Ocean-friendly eating: How food choices affect the planet from @deliciousliving #oceansustainability
Salmon? Whitefish? Arctic char? Wading through responsible seafood choices can be convoluted. Seafood has long been a contentious issue with environmentalist groups, who argue that some stocks are irresponsibly managed and overfished, upsetting fragile ecosystems.
Consulting guides like the Monterey Bay Aquarium’s Seafood Watch can be helpful. To create them, researchers meticulously assess the latest seafood standards based on information from fisheries and aquaculture specialists—it’s an involved process to decide, for example, that albacore tuna is a “Best Choice,” but yellowfin tuna is in the “Avoid” category. But there are issues with seafood guides: They must frequently be updated, and they vary by season and your location in the United States. And though not all farmed seafood is bad seafood, if not correctly managed, some methods of aquaculture pollute local waterways by discharging fish waste.
Embracing seaweed
So is there an easy way to eat from the sea without contributing to excess carbon emissions? Yes! Embracing seaweed may be the answer to mitigating climate change, and a growing number of natural products brands are innovating to make this healthful ingredient more sustainable and accessible.
When understanding climate change, researchers often refer to what are called “carbon sinks”—areas on the planet that have capacity to absorb carbon from the atmosphere and store it in plants, the soil and the ocean. The ocean already sequesters an enormous amount of carbon—about 25 percent of the carbon dioxide people have put into the atmosphere (through burning rainforests, transportation and manufacturing) has been diffused in the ocean—mostly in deep-water areas (around 3,000 meters).
But there is a huge disadvantage to ocean carbon sequestration: acidification. When the ocean absorbs carbon, chemical reactions lower the pH of the water. Since the Industrial Revolution, the pH of surface ocean waters has fallen by 0.1 pH units, a whopping 30 percent increase in acidity, says the National Oceanic and Atmospheric Administration. This has drastic biological impacts on mollusks, coral, oysters, clams and sea urchins—animals that billions of people around the world rely on for food.
Storing carbon from the ocean
Carbon in the air? Not great. Carbon in the ocean? Not much better. But carbon in plants? That’s where seaweed can come in.
“Studies of late show that marine plants and aquatic systems are much more a part of the carbon sink picture than we thought,” says Davida Mitchell, general manager of Blue Evolution foods, a vertically integrated food company that grows and distributes seaweed-containing products. Although there is much research still to be done, a pioneering study published in the journal Ecology suggests that seaweed can capture and store carbon from the ocean.

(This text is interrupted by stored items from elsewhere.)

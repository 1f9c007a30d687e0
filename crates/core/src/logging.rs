use std::path::PathBuf;
use tracing_appender::non_blocking::WorkerGuard;
use tracing_subscriber::{EnvFilter, fmt, prelude::*};

/// Overrides the log directory (default `~/.portico/logs`).
pub const LOG_DIR_ENV: &str = "PORTICO_LOG_DIR";

pub fn log_dir() -> PathBuf {
    if let Some(dir) = std::env::var_os(LOG_DIR_ENV) {
        return PathBuf::from(dir);
    }
    dirs::home_dir()
        .unwrap_or_else(|| PathBuf::from("."))
        .join(".portico/logs")
}

/// Install the process subscriber. Keep the returned guard alive until exit,
/// dropping it flushes the file writer.
pub fn init_logging(component: &str, to_stderr: bool) -> WorkerGuard {
    let directory = log_dir();
    if let Err(err) = std::fs::create_dir_all(&directory) {
        eprintln!("Cannot create log directory {}: {err}", directory.display());
    }

    // One file per component and day, e.g. `serve.2026-10-15`.
    let (writer, guard) =
        tracing_appender::non_blocking(tracing_appender::rolling::daily(&directory, component));

    let filter = EnvFilter::try_from_default_env().unwrap_or_else(|_| EnvFilter::new("info"));
    let file = fmt::layer()
        .with_writer(writer)
        .with_ansi(false)
        .with_target(true);
    let console = to_stderr.then(|| {
        fmt::layer()
            .with_writer(std::io::stderr)
            .with_target(false)
    });

    tracing_subscriber::registry()
        .with(filter)
        .with(file)
        .with(console)
        .init();
    guard
}
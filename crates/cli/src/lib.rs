mod inspect;
mod serve;

use clap::{Parser, Subcommand};
use portico_core::config::{DEFAULT_SETTINGS_FILE, PortSetting};
use portico_core::{ConfigurationError, HostConfig, RawSettings, SettingsBuilder};
use std::path::PathBuf;

#[derive(Parser)]
#[command(
    name = "portico",
    version,
    about = "A web API host assembled from plugin modules",
    long_about = "Portico discovers plugin packages and modules under a plugin root, registers \
                  the endpoint definitions they export and serves their routes over HTTP."
)]
pub struct Cli {
    /// Settings file. Defaults to appsettings.json in the working directory, if present.
    #[arg(long, global = true, value_name = "FILE")]
    pub config: Option<PathBuf>,

    /// Directory holding plugin packages and modules (overrides PluginPath)
    #[arg(long, global = true, value_name = "DIR")]
    pub plugin_path: Option<PathBuf>,

    /// Host name or address to listen on (overrides Domain)
    #[arg(long, global = true)]
    pub domain: Option<String>,

    /// Port to listen on (overrides Port)
    #[arg(long, global = true)]
    pub port: Option<u16>,

    /// Hosting environment, e.g. Development (overrides Environment)
    #[arg(long, global = true)]
    pub environment: Option<String>,

    #[command(subcommand)]
    pub command: Option<Commands>,
}

#[derive(Subcommand)]
pub enum Commands {
    /// Discover plugins and serve their endpoints (default)
    Serve,
    /// Discover plugins and print what was registered, without serving
    #[command(
        long_about = "Runs the full discovery pipeline (extraction, loading, scanning, \
                            registration and route activation) and prints the resulting \
                            definitions and routes."
    )]
    Inspect {
        /// Print JSON instead of tables
        #[arg(long)]
        json: bool,
    },
}

impl Cli {
    fn overrides(&self) -> RawSettings {
        RawSettings {
            plugin_path: self.plugin_path.clone(),
            domain: self.domain.clone(),
            port: self.port.map(PortSetting::Number),
            environment: self.environment.clone(),
            ..Default::default()
        }
    }

    /// Settings file, then `PORTICO_*` variables, then command-line flags.
    pub fn load_config(&self) -> Result<HostConfig, ConfigurationError> {
        let builder = match &self.config {
            Some(path) => SettingsBuilder::new().with_json_file(path)?,
            None => SettingsBuilder::new().with_optional_json_file(DEFAULT_SETTINGS_FILE)?,
        };
        builder
            .with_process_environment()
            .with_overrides(self.overrides())
            .build()
    }
}

pub fn run() -> Result<(), Box<dyn std::error::Error>> {
    let cli = Cli::parse();

    let (component, to_stderr) = match &cli.command {
        Some(Commands::Inspect { .. }) => ("inspect", false),
        _ => ("serve", true),
    };
    let _guard = portico_runtime::init_logging(component, to_stderr);

    let config = cli.load_config().inspect_err(|e| tracing::error!("{}", e))?;

    match cli.command.unwrap_or(Commands::Serve) {
        Commands::Serve => {
            let rt = tokio::runtime::Runtime::new()?;
            rt.block_on(serve::run(config))
        }
        Commands::Inspect { json } => inspect::run(config, json),
    }
}
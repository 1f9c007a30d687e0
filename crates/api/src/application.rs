//! The web application handed to endpoint definitions when routes are attached.

use crate::environment::HostEnvironment;
use crate::services::ServiceProvider;
use axum::Router;
use axum::handler::Handler;
use axum::routing::{self, MethodRouter};
use serde::Serialize;

/// One attached route, kept for introspection (route listings, API docs).
#[derive(Debug, Clone, PartialEq, Eq, Serialize)]
pub struct RouteInfo {
    pub method: String,
    pub path: String,
    /// Name of the endpoint definition that attached the route, if any.
    pub owner: Option<String>,
}

pub struct WebApplication {
    router: Router,
    services: ServiceProvider,
    environment: HostEnvironment,
    routes: Vec<RouteInfo>,
    owner: Option<String>,
}

impl WebApplication {
    pub fn new(services: ServiceProvider, environment: HostEnvironment) -> Self {
        Self {
            router: Router::new(),
            services,
            environment,
            routes: Vec::new(),
            owner: None,
        }
    }

    pub fn services(&self) -> &ServiceProvider {
        &self.services
    }

    pub fn environment(&self) -> &HostEnvironment {
        &self.environment
    }

    /// Attach a method router at `path`.
    ///
    /// Panics like `axum::Router::route` when the path is invalid or already
    /// taken by the same method.
    pub fn route(&mut self, path: &str, method_router: MethodRouter) -> &mut Self {
        self.attach("*", path, method_router)
    }

    pub fn map_get<H, T>(&mut self, path: &str, handler: H) -> &mut Self
    where
        H: Handler<T, ()>,
        T: 'static,
    {
        self.attach("GET", path, routing::get(handler))
    }

    pub fn map_post<H, T>(&mut self, path: &str, handler: H) -> &mut Self
    where
        H: Handler<T, ()>,
        T: 'static,
    {
        self.attach("POST", path, routing::post(handler))
    }

    pub fn map_put<H, T>(&mut self, path: &str, handler: H) -> &mut Self
    where
        H: Handler<T, ()>,
        T: 'static,
    {
        self.attach("PUT", path, routing::put(handler))
    }

    pub fn map_delete<H, T>(&mut self, path: &str, handler: H) -> &mut Self
    where
        H: Handler<T, ()>,
        T: 'static,
    {
        self.attach("DELETE", path, routing::delete(handler))
    }

    fn attach(&mut self, method: &str, path: &str, method_router: MethodRouter) -> &mut Self {
        let router = std::mem::take(&mut self.router);
        self.router = router.route(path, method_router);
        self.routes.push(RouteInfo {
            method: method.to_string(),
            path: path.to_string(),
            owner: self.owner.clone(),
        });
        self
    }

    /// Set the definition name recorded as owner of subsequently attached routes.
    pub fn set_route_owner(&mut self, owner: Option<&str>) {
        self.owner = owner.map(str::to_string);
    }

    pub fn routes(&self) -> &[RouteInfo] {
        &self.routes
    }

    pub fn into_router(self) -> Router {
        self.router
    }
}

impl std::fmt::Debug for WebApplication {
    fn fmt(&self, f: &mut std::fmt::Formatter<'_>) -> std::fmt::Result {
        f.debug_struct("WebApplication")
            .field("environment", &self.environment)
            .field("routes", &self.routes)
            .finish()
    }
}
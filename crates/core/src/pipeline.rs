//! One discovery pipeline for every way plugins reach the host: package
//! archives, raw module files, and modules compiled into the host.

use crate::config::HostConfig;
use crate::error::{ConfigurationError, PorticoError};
use crate::module::{
    EntryPoint, LoadReport, ModuleBackend, ModuleFilter, ModuleHandle, ModuleLoader,
    default_parallelism,
};
use crate::package::{HostRuntime, PackageExtractor};
use crate::registrar::{EndpointRegistry, ServiceRegistrar};
use crate::scan::{CapabilityScanner, DefinitionType};
use portico_api::ServiceCollection;
use portico_plugin::ModuleDeclaration;
use serde::Serialize;
use std::path::{Path, PathBuf};
use std::sync::Arc;
use tracing::Span;

/// What happens when one archive or module of a source fails.
#[derive(Debug, Clone, Copy, PartialEq, Eq, Serialize)]
pub enum FailurePolicy {
    /// Abort discovery with the first error.
    FailFast,
    /// Log the error, skip the item and continue.
    FailSoft,
}

#[derive(Debug, Clone, Copy, PartialEq, Eq, Serialize)]
pub enum SourceKind {
    Archives,
    Modules,
    InProcess,
}

#[derive(Debug, Clone)]
enum Origin {
    Archives(PathBuf),
    Modules(PathBuf),
    InProcess(&'static ModuleDeclaration),
}

/// Where definitions come from, and how failures there are treated.
#[derive(Debug, Clone)]
pub struct PluginSource {
    origin: Origin,
    policy: FailurePolicy,
}

impl PluginSource {
    /// Package archives under `root`; extraction failures abort by default.
    /// Modules inside extracted packages always load fail-soft.
    pub fn archives(root: impl Into<PathBuf>) -> Self {
        Self {
            origin: Origin::Archives(root.into()),
            policy: FailurePolicy::FailFast,
        }
    }

    /// Module files directly under `root`; load failures are skipped by default.
    pub fn modules(root: impl Into<PathBuf>) -> Self {
        Self {
            origin: Origin::Modules(root.into()),
            policy: FailurePolicy::FailSoft,
        }
    }

    /// A module compiled into the host.
    pub fn in_process(declaration: &'static ModuleDeclaration) -> Self {
        Self {
            origin: Origin::InProcess(declaration),
            policy: FailurePolicy::FailFast,
        }
    }

    pub fn with_policy(mut self, policy: FailurePolicy) -> Self {
        self.policy = policy;
        self
    }

    pub fn policy(&self) -> FailurePolicy {
        self.policy
    }

    /// Filesystem root of the source, if it has one.
    pub fn root(&self) -> Option<&Path> {
        match &self.origin {
            Origin::Archives(root) | Origin::Modules(root) => Some(root),
            Origin::InProcess(_) => None,
        }
    }

    pub fn kind(&self) -> SourceKind {
        match &self.origin {
            Origin::Archives(_) => SourceKind::Archives,
            Origin::Modules(_) => SourceKind::Modules,
            Origin::InProcess(_) => SourceKind::InProcess,
        }
    }
}

/// Counts gathered while discovering.
#[derive(Debug, Clone, Default, PartialEq, Eq, Serialize)]
pub struct DiscoveryReport {
    pub archives_extracted: usize,
    pub packages_without_payload: usize,
    pub archives_failed: usize,
    pub modules_loaded: usize,
    pub modules_failed: usize,
    pub modules_without_entry: usize,
    /// Names of the discovered definitions, in registration order.
    pub definitions: Vec<String>,
}

#[derive(Debug)]
pub struct Discovery {
    pub definitions: Vec<DefinitionType>,
    pub report: DiscoveryReport,
}

pub struct PluginPipeline {
    backend: Arc<dyn ModuleBackend>,
    host: HostRuntime,
    filter: ModuleFilter,
    parallelism: usize,
    sources: Vec<PluginSource>,
    span: Span,
}

impl PluginPipeline {
    pub fn new(backend: Arc<dyn ModuleBackend>) -> Self {
        Self {
            backend,
            host: HostRuntime::current(),
            filter: ModuleFilter::platform_default(),
            parallelism: default_parallelism(),
            sources: Vec::new(),
            span: Span::none(),
        }
    }

    /// A pipeline using the configured runtime and module extensions. Sources
    /// are not added.
    pub fn from_config(config: &HostConfig, backend: Arc<dyn ModuleBackend>) -> Self {
        Self::new(backend)
            .with_host_runtime(config.host_runtime.clone())
            .with_module_filter(config.module_filter.clone())
    }

    pub fn with_host_runtime(mut self, host: HostRuntime) -> Self {
        self.host = host;
        self
    }

    pub fn with_module_filter(mut self, filter: ModuleFilter) -> Self {
        self.filter = filter;
        self
    }

    pub fn with_parallelism(mut self, threads: usize) -> Self {
        self.parallelism = threads.max(1);
        self
    }

    pub fn with_span(mut self, span: Span) -> Self {
        self.span = span;
        self
    }

    pub fn with_source(mut self, source: PluginSource) -> Self {
        self.sources.push(source);
        self
    }

    pub fn add_source(&mut self, source: PluginSource) -> &mut Self {
        self.sources.push(source);
        self
    }

    pub fn sources(&self) -> &[PluginSource] {
        &self.sources
    }

    /// Every filesystem root must be an existing directory.
    pub fn validate(&self) -> Result<(), ConfigurationError> {
        for root in self.sources.iter().filter_map(PluginSource::root) {
            if !root.is_dir() {
                return Err(ConfigurationError::PluginRootNotFound(root.to_path_buf()));
            }
        }
        Ok(())
    }

    /// Discover definitions from every source, in the order sources were added.
    pub fn discover(&self) -> crate::Result<Discovery> {
        let _enter = self.span.enter();
        self.validate()?;

        let mut report = DiscoveryReport::default();
        let mut entries: Vec<EntryPoint> = Vec::new();
        for source in &self.sources {
            entries.extend(self.discover_source(source, &mut report)?);
        }

        let definitions = CapabilityScanner::new()
            .with_span(self.span.clone())
            .scan(&entries);
        report.definitions = definitions.iter().map(|d| d.name().to_string()).collect();
        Ok(Discovery {
            definitions,
            report,
        })
    }

    /// Discover, then instantiate and publish every definition into `services`.
    pub fn register(
        &self,
        services: &mut ServiceCollection,
    ) -> crate::Result<(Arc<EndpointRegistry>, DiscoveryReport)> {
        let discovery = self.discover()?;
        let registry = ServiceRegistrar::new()
            .with_span(self.span.clone())
            .register(services, &discovery.definitions)?;
        Ok((registry, discovery.report))
    }

    fn loader(&self) -> ModuleLoader {
        ModuleLoader::new(Arc::clone(&self.backend), self.filter.clone())
            .with_parallelism(self.parallelism)
            .with_span(self.span.clone())
    }

    fn discover_source(
        &self,
        source: &PluginSource,
        report: &mut DiscoveryReport,
    ) -> crate::Result<Vec<EntryPoint>> {
        match &source.origin {
            Origin::Archives(root) => {
                tracing::info!("Discovering package archives under {}", root.display());
                let extracted = PackageExtractor::new(self.host.clone(), self.filter.clone())
                    .with_policy(source.policy)
                    .with_span(self.span.clone())
                    .extract_all(root)?;
                report.archives_extracted += extracted.packages.len();
                report.packages_without_payload += extracted.without_payload.len();
                report.archives_failed += extracted.failed.len();

                let loaded = self.loader().load(&extracted.directories())?;
                Self::collect(loaded, FailurePolicy::FailSoft, report)
            }
            Origin::Modules(root) => {
                tracing::info!("Discovering modules under {}", root.display());
                let loaded = self.loader().load(&[root.clone()])?;
                Self::collect(loaded, source.policy, report)
            }
            &Origin::InProcess(declaration) => {
                tracing::info!("Discovering in-process module {}", declaration.module_name);
                let handle = ModuleHandle::from_static(
                    format!("<in-process>/{}", declaration.module_name),
                    declaration,
                );
                match handle {
                    Ok(handle) => {
                        report.modules_loaded += 1;
                        match EntryPoint::new(handle) {
                            Some(entry) => Ok(vec![entry]),
                            None => {
                                report.modules_without_entry += 1;
                                Ok(Vec::new())
                            }
                        }
                    }
                    Err(err) if source.policy == FailurePolicy::FailSoft => {
                        tracing::error!("Skipping in-process module: {}", err);
                        report.modules_failed += 1;
                        Ok(Vec::new())
                    }
                    Err(err) => Err(err.into()),
                }
            }
        }
    }

    fn collect(
        loaded: LoadReport,
        policy: FailurePolicy,
        report: &mut DiscoveryReport,
    ) -> Result<Vec<EntryPoint>, PorticoError> {
        report.modules_failed += loaded.failures.len();
        report.modules_without_entry += loaded.without_entry.len();
        if policy == FailurePolicy::FailFast {
            if let Some(failure) = loaded.failures.into_iter().next() {
                return Err(failure.error.into());
            }
        }
        report.modules_loaded += loaded.entries.len();
        Ok(loaded.entries)
    }
}

#[cfg(test)]
mod tests {
    use super::*;
    use crate::module::CatalogBackend;
    use portico_api::{HostEnvironment, ServiceResult, WebApplication};
    use portico_plugin::{BoxError, EndpointDefinition, ExportedType, FromServices};
    use std::fs;
    use tempfile::tempdir;

    struct Ping;

    impl EndpointDefinition for Ping {
        fn define_endpoints(
            &self,
            app: &mut WebApplication,
            _env: &HostEnvironment,
        ) -> Result<(), BoxError> {
            app.map_get("/ping", || async { "pong" });
            Ok(())
        }
    }

    impl FromServices for Ping {
        fn from_services(_services: &ServiceCollection) -> ServiceResult<Self> {
            Ok(Ping)
        }
    }

    const PING_EXPORTS: &[ExportedType] = &[
        ExportedType::marker("Program"),
        ExportedType::definition::<Ping>("Ping"),
    ];
    static PING: ModuleDeclaration = ModuleDeclaration::new("ping", PING_EXPORTS);

    fn pipeline() -> PluginPipeline {
        PluginPipeline::new(Arc::new(CatalogBackend::new().with_module(&PING)))
            .with_module_filter(ModuleFilter::new(["pmod"]))
            .with_parallelism(2)
    }

    #[test]
    fn test_missing_root_fails_before_discovery() {
        let dir = tempdir().unwrap();
        let pipeline = pipeline()
            .with_source(PluginSource::in_process(&PING))
            .with_source(PluginSource::modules(dir.path().join("absent")));
        assert!(matches!(
            pipeline.discover(),
            Err(PorticoError::Configuration(ConfigurationError::PluginRootNotFound(_)))
        ));
    }

    #[test]
    fn test_sources_are_discovered_in_order() {
        let dir = tempdir().unwrap();
        fs::write(
            dir.path().join("ping.pmod"),
            CatalogBackend::manifest_contents("ping"),
        )
        .unwrap();

        let discovery = pipeline()
            .with_source(PluginSource::in_process(&PING))
            .with_source(PluginSource::modules(dir.path()))
            .discover()
            .unwrap();
        assert_eq!(discovery.report.definitions, vec!["Ping", "Ping"]);
        assert_eq!(discovery.report.modules_loaded, 2);
        assert_eq!(discovery.definitions[0].module().path(), Path::new("<in-process>/ping"));
    }

    #[test]
    fn test_module_policy_controls_failures() {
        let dir = tempdir().unwrap();
        fs::write(dir.path().join("bad.pmod"), b"garbage").unwrap();
        fs::write(
            dir.path().join("good.pmod"),
            CatalogBackend::manifest_contents("ping"),
        )
        .unwrap();

        let soft = pipeline()
            .with_source(PluginSource::modules(dir.path()))
            .discover()
            .unwrap();
        assert_eq!(soft.report.modules_failed, 1);
        assert_eq!(soft.report.definitions, vec!["Ping"]);

        let strict = pipeline()
            .with_source(PluginSource::modules(dir.path()).with_policy(FailurePolicy::FailFast))
            .discover();
        assert!(matches!(strict, Err(PorticoError::ModuleLoad(_))));
    }

    #[test]
    fn test_register_publishes_one_registry_for_all_sources() {
        let mut services = ServiceCollection::new();
        let (registry, report) = pipeline()
            .with_source(PluginSource::in_process(&PING))
            .register(&mut services)
            .unwrap();
        assert_eq!(registry.names(), vec!["Ping"]);
        assert_eq!(report.definitions, vec!["Ping"]);
        assert!(services.contains::<EndpointRegistry>());
    }
}
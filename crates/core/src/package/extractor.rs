use super::target::{HostRuntime, PayloadGroup, RuntimeTarget};
use crate::error::{ConfigurationError, ExtractionError};
use crate::module::ModuleFilter;
use crate::pipeline::FailurePolicy;
use dashmap::DashMap;
use rayon::prelude::*;
use std::collections::HashSet;
use std::fs::{self, File};
use std::io::{self, Read, Seek};
use std::path::{Path, PathBuf};
use tracing::Span;
use zip::ZipArchive;

/// Extension of package archives placed directly under the plugin root.
pub const PACKAGE_EXTENSION: &str = "ppkg";

/// Top-level archive directory holding one sub-directory per runtime target.
pub const PAYLOAD_ROOT: &str = "lib";

/// Result of extracting one package.
#[derive(Debug, Clone, PartialEq, Eq)]
pub struct ExtractedPackage {
    pub archive: PathBuf,
    pub directory: PathBuf,
    pub target: RuntimeTarget,
    pub files: Vec<PathBuf>,
}

#[derive(Debug, Default)]
pub struct ExtractionReport {
    /// Extracted packages, in archive path order.
    pub packages: Vec<ExtractedPackage>,
    /// Archives without a payload compatible with the host.
    pub without_payload: Vec<PathBuf>,
    /// Archives skipped under [`FailurePolicy::FailSoft`].
    pub failed: Vec<(PathBuf, ExtractionError)>,
}

impl ExtractionReport {
    /// Directories to hand to the module loader.
    pub fn directories(&self) -> Vec<PathBuf> {
        self.packages
            .iter()
            .map(|package| package.directory.clone())
            .collect()
    }
}

enum Outcome {
    Extracted(ExtractedPackage),
    NoPayload,
    Failed(ExtractionError),
}

/// Unpacks the best-matching binary payload of each package archive into a
/// per-package directory next to the archive.
pub struct PackageExtractor {
    host: HostRuntime,
    filter: ModuleFilter,
    policy: FailurePolicy,
    span: Span,
}

impl PackageExtractor {
    pub fn new(host: HostRuntime, filter: ModuleFilter) -> Self {
        Self {
            host,
            filter,
            policy: FailurePolicy::FailFast,
            span: Span::none(),
        }
    }

    pub fn with_policy(mut self, policy: FailurePolicy) -> Self {
        self.policy = policy;
        self
    }

    pub fn with_span(mut self, span: Span) -> Self {
        self.span = span;
        self
    }

    /// Package archives directly under `root`, sorted by path.
    pub fn find_packages(root: &Path) -> Result<Vec<PathBuf>, ExtractionError> {
        let list_error = |source| ExtractionError::List {
            path: root.to_path_buf(),
            source,
        };
        let mut packages = Vec::new();
        for entry in fs::read_dir(root).map_err(list_error)? {
            let path = entry.map_err(list_error)?.path();
            let is_package = path
                .extension()
                .and_then(|ext| ext.to_str())
                .is_some_and(|ext| ext.eq_ignore_ascii_case(PACKAGE_EXTENSION));
            if is_package && path.is_file() {
                packages.push(path);
            }
        }
        packages.sort();
        Ok(packages)
    }

    pub fn extract_all(&self, root: &Path) -> crate::Result<ExtractionReport> {
        let _enter = self.span.enter();
        if !root.is_dir() {
            return Err(ConfigurationError::PluginRootNotFound(root.to_path_buf()).into());
        }

        let archives = Self::find_packages(root)?;
        tracing::info!(
            "Found {} package(s) under {}",
            archives.len(),
            root.display()
        );

        let outcomes: DashMap<usize, Outcome> = DashMap::new();
        let fail_fast = self.policy == FailurePolicy::FailFast;

        let first_error = archives.par_iter().enumerate().try_for_each(|(index, archive)| {
            let _enter = self.span.enter();
            match self.extract_package(archive, root) {
                Ok(Some(package)) => {
                    outcomes.insert(index, Outcome::Extracted(package));
                    Ok(())
                }
                Ok(None) => {
                    outcomes.insert(index, Outcome::NoPayload);
                    Ok(())
                }
                Err(err) if fail_fast => {
                    tracing::error!("Failed to extract {}: {}", archive.display(), err);
                    Err(err)
                }
                Err(err) => {
                    tracing::error!("Skipping {}: {}", archive.display(), err);
                    outcomes.insert(index, Outcome::Failed(err));
                    Ok(())
                }
            }
        });
        first_error?;

        let mut ordered: Vec<(usize, Outcome)> = outcomes.into_iter().collect();
        ordered.sort_by_key(|(index, _)| *index);

        let mut report = ExtractionReport::default();
        for (index, outcome) in ordered {
            let archive = archives[index].clone();
            match outcome {
                Outcome::Extracted(package) => report.packages.push(package),
                Outcome::NoPayload => report.without_payload.push(archive),
                Outcome::Failed(err) => report.failed.push((archive, err)),
            }
        }

        tracing::info!(
            "Extracted {} package(s), {} without a compatible payload, {} failed",
            report.packages.len(),
            report.without_payload.len(),
            report.failed.len()
        );
        Ok(report)
    }

    /// Extract the selected payload of one archive into `<root>/<archive stem>/`.
    ///
    /// Returns `Ok(None)` when no payload group is compatible with the host.
    pub fn extract_package(
        &self,
        archive_path: &Path,
        root: &Path,
    ) -> Result<Option<ExtractedPackage>, ExtractionError> {
        let archive_error = |source| ExtractionError::Archive {
            archive: archive_path.to_path_buf(),
            source,
        };
        let file = File::open(archive_path).map_err(|source| ExtractionError::Io {
            archive: archive_path.to_path_buf(),
            entry: String::new(),
            source,
        })?;
        let mut archive = ZipArchive::new(file).map_err(archive_error)?;

        let groups = read_payload_groups(&mut archive, &self.filter).map_err(archive_error)?;
        let Some(group) = self.host.select(&groups) else {
            tracing::warn!(
                "{} has no payload for {} (minimum {})",
                archive_path.display(),
                self.host.target(),
                self.host.minimum()
            );
            return Ok(None);
        };

        let stem = archive_path
            .file_stem()
            .map(|stem| stem.to_os_string())
            .unwrap_or_default();
        let directory = root.join(stem);
        let directory_error = |source| ExtractionError::Io {
            archive: archive_path.to_path_buf(),
            entry: String::new(),
            source,
        };
        // The directory holds only this run's selected payload.
        if directory.is_dir() {
            fs::remove_dir_all(&directory).map_err(directory_error)?;
        }
        fs::create_dir_all(&directory).map_err(directory_error)?;

        let mut files = Vec::with_capacity(group.entries.len());
        let mut seen = HashSet::with_capacity(group.entries.len());
        for entry_name in &group.entries {
            let entry_error = |source| ExtractionError::Io {
                archive: archive_path.to_path_buf(),
                entry: entry_name.clone(),
                source,
            };
            let Some(file_name) = entry_file_name(entry_name) else {
                continue;
            };
            if !seen.insert(file_name.to_ascii_lowercase()) {
                return Err(ExtractionError::DuplicateFileName {
                    archive: archive_path.to_path_buf(),
                    file_name: file_name.to_string(),
                });
            }
            let destination = directory.join(file_name);

            let mut entry = archive.by_name(entry_name).map_err(archive_error)?;
            let mut output = File::create(&destination).map_err(entry_error)?;
            io::copy(&mut entry, &mut output).map_err(entry_error)?;
            files.push(destination);
        }

        tracing::debug!(
            "Extracted {} file(s) for {} from {}",
            files.len(),
            group.target,
            archive_path.display()
        );

        Ok(Some(ExtractedPackage {
            archive: archive_path.to_path_buf(),
            directory,
            target: group.target.clone(),
            files,
        }))
    }
}

/// Group module entries under `lib/<target>/` by target, in archive order.
/// Nested directories inside a group are accepted and flattened on extraction.
pub fn read_payload_groups<R: Read + Seek>(
    archive: &mut ZipArchive<R>,
    filter: &ModuleFilter,
) -> zip::result::ZipResult<Vec<PayloadGroup>> {
    let mut groups: Vec<PayloadGroup> = Vec::new();
    for i in 0..archive.len() {
        let entry = archive.by_index(i)?;
        if entry.is_dir() {
            continue;
        }
        let name = entry.name().replace('\\', "/");

        let mut parts = name.splitn(3, '/');
        let (Some(top), Some(moniker), Some(rest)) = (parts.next(), parts.next(), parts.next())
        else {
            continue;
        };
        if !top.eq_ignore_ascii_case(PAYLOAD_ROOT) || !filter.accepts(Path::new(rest)) {
            continue;
        }
        let Ok(target) = moniker.parse::<RuntimeTarget>() else {
            tracing::debug!("Ignoring entry {} with unknown target {}", name, moniker);
            continue;
        };

        match groups.iter_mut().find(|group| group.target == target) {
            Some(group) => group.entries.push(entry.name().to_string()),
            None => groups.push(PayloadGroup {
                target,
                entries: vec![entry.name().to_string()],
            }),
        }
    }
    Ok(groups)
}

fn entry_file_name(entry_name: &str) -> Option<&str> {
    entry_name
        .rsplit(['/', '\\'])
        .next()
        .filter(|name| !name.is_empty() && *name != "." && *name != "..")
}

Blue Evolution is currently collecting data in its own seaweed farms, which are grown both in shoreline tanks and in open-ocean pens, depending on the species. Mitchell says the on-shore operations pump in coastal seawater to grow the seaweed and return it to the ocean—hopefully cleaner than when it went in. The company is trying to discern whether its seaweed can scrub seawater of its excess carbon, which would, in theory, raise the water’s pH to healthier levels.
But remember: Like conventional versus organic agriculture on land, not all seaweed farmers are alike. Even though seaweed doesn’t require fertilizers or pesticides to grow (just sunlight and water!), some farmers may overcrowd waterways, taxing the ocean and increasing disease potential. Similar to land-based food production, seaweed, too, is best cultivated with biodiversity and respect for the farm in mind—in this case, the ocean rather than the soil.